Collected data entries
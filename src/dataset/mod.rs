//! Datasets
//!
//! This module implements the dataset struct and the operations that prepare it for learning:
//! partitioning into training and held-out parts, filtering by label and per-column rescaling.
use ndarray::{ArrayBase, ArrayView1, ArrayView2, Ix1, Ix2, OwnedRepr, ScalarOperand};

use num_traits::{FromPrimitive, NumAssignOps, NumCast, Signed};
use rand::distributions::uniform::SampleUniform;

use std::fmt;
use std::hash::Hash;
use std::iter::Sum;

mod impl_dataset;
mod impl_records;
mod scaling;

/// Floating point numbers
///
/// This trait bound multiplexes to the most common assumption of floating point number and
/// implement them for 32bit and 64bit floating points. They are used in records of a dataset.
pub trait Float:
    FromPrimitive
    + num_traits::Float
    + PartialOrd
    + Sync
    + Send
    + Default
    + fmt::Display
    + fmt::Debug
    + Signed
    + Sum
    + NumAssignOps
    + SampleUniform
    + ScalarOperand
    + approx::AbsDiffEq
{
    fn cast<T: NumCast>(x: T) -> Self {
        NumCast::from(x).unwrap()
    }
}

impl Float for f32 {}

impl Float for f64 {}

/// Discrete labels
///
/// Labels are countable, comparable and hashable. The total order is used whenever a
/// deterministic choice between labels is needed, for example to break a tie in a majority vote.
pub trait Label: PartialEq + Eq + Hash + Ord + Clone + fmt::Debug {}

impl Label for bool {}
impl Label for u8 {}
impl Label for usize {}
impl Label for i32 {}
impl Label for i64 {}
impl Label for String {}
impl Label for &str {}

/// DatasetBase
///
/// This is the fundamental structure of a dataset. It contains a number of records about the data
/// and their targets. In order to keep the type complexity low the dataset base is only generic
/// over the records and targets and introduces a trait bound on the records.
///
/// # Fields
///
/// * `records`: a two-dimensional matrix with dimensionality (nsamples, nfeatures)
/// * `targets`: a one-dimensional array with dimensionality (nsamples), `targets[i]` is the
/// label of row `i` of the records
///
/// Every row has the same width by construction of the matrix. Datasets derived from another
/// dataset (splits, shuffles, filters) always own their data, so mutating one of them never
/// affects another.
#[derive(Debug, Clone, PartialEq)]
pub struct DatasetBase<R, T>
where
    R: Records,
{
    pub records: R,
    pub targets: T,
}

/// Dataset
///
/// The most commonly used typed of dataset. It contains a number of records
/// stored as an `Array2` and each record corresponds to a single label stored in an `Array1`.
pub type Dataset<F, L> = DatasetBase<ArrayBase<OwnedRepr<F>, Ix2>, ArrayBase<OwnedRepr<L>, Ix1>>;

/// DatasetView
///
/// A read only view of a Dataset
pub type DatasetView<'a, F, L> = DatasetBase<ArrayView2<'a, F>, ArrayView1<'a, L>>;

/// Record trait
pub trait Records: Sized {
    type Elem;

    fn nsamples(&self) -> usize;
    fn nfeatures(&self) -> usize;
}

About this exercise
Your answer must be the lines from the first line of the records through the line containing "NumCast::from(x).unwrap()", copied exactly.

Answer box
filename src/dataset/mod.rs
//! Datasets
//!
//! This module implements the dataset struct and the operations that prepare it for learning:
//! partitioning into training and held-out parts, filtering by label and per-column rescaling.
use ndarray::{ArrayBase, ArrayView1, ArrayView2, Ix1, Ix2, OwnedRepr, ScalarOperand};

use num_traits::{FromPrimitive, NumAssignOps, NumCast, Signed};
use rand::distributions::uniform::SampleUniform;

use std::fmt;
use std::hash::Hash;
use std::iter::Sum;

mod impl_dataset;
mod impl_records;
mod scaling;

/// Floating point numbers
///
/// This trait bound multiplexes to the most common assumption of floating point number and
/// implement them for 32bit and 64bit floating points. They are used in records of a dataset.
pub trait Float:
    FromPrimitive
    + num_traits::Float
    + PartialOrd
    + Sync
    + Send
    + Default
    + fmt::Display
    + fmt::Debug
    + Signed
    + Sum
    + NumAssignOps
    + SampleUniform
    + ScalarOperand
    + approx::AbsDiffEq
{
    fn cast<T: NumCast>(x: T) -> Self {
        NumCast::from(x).unwrap()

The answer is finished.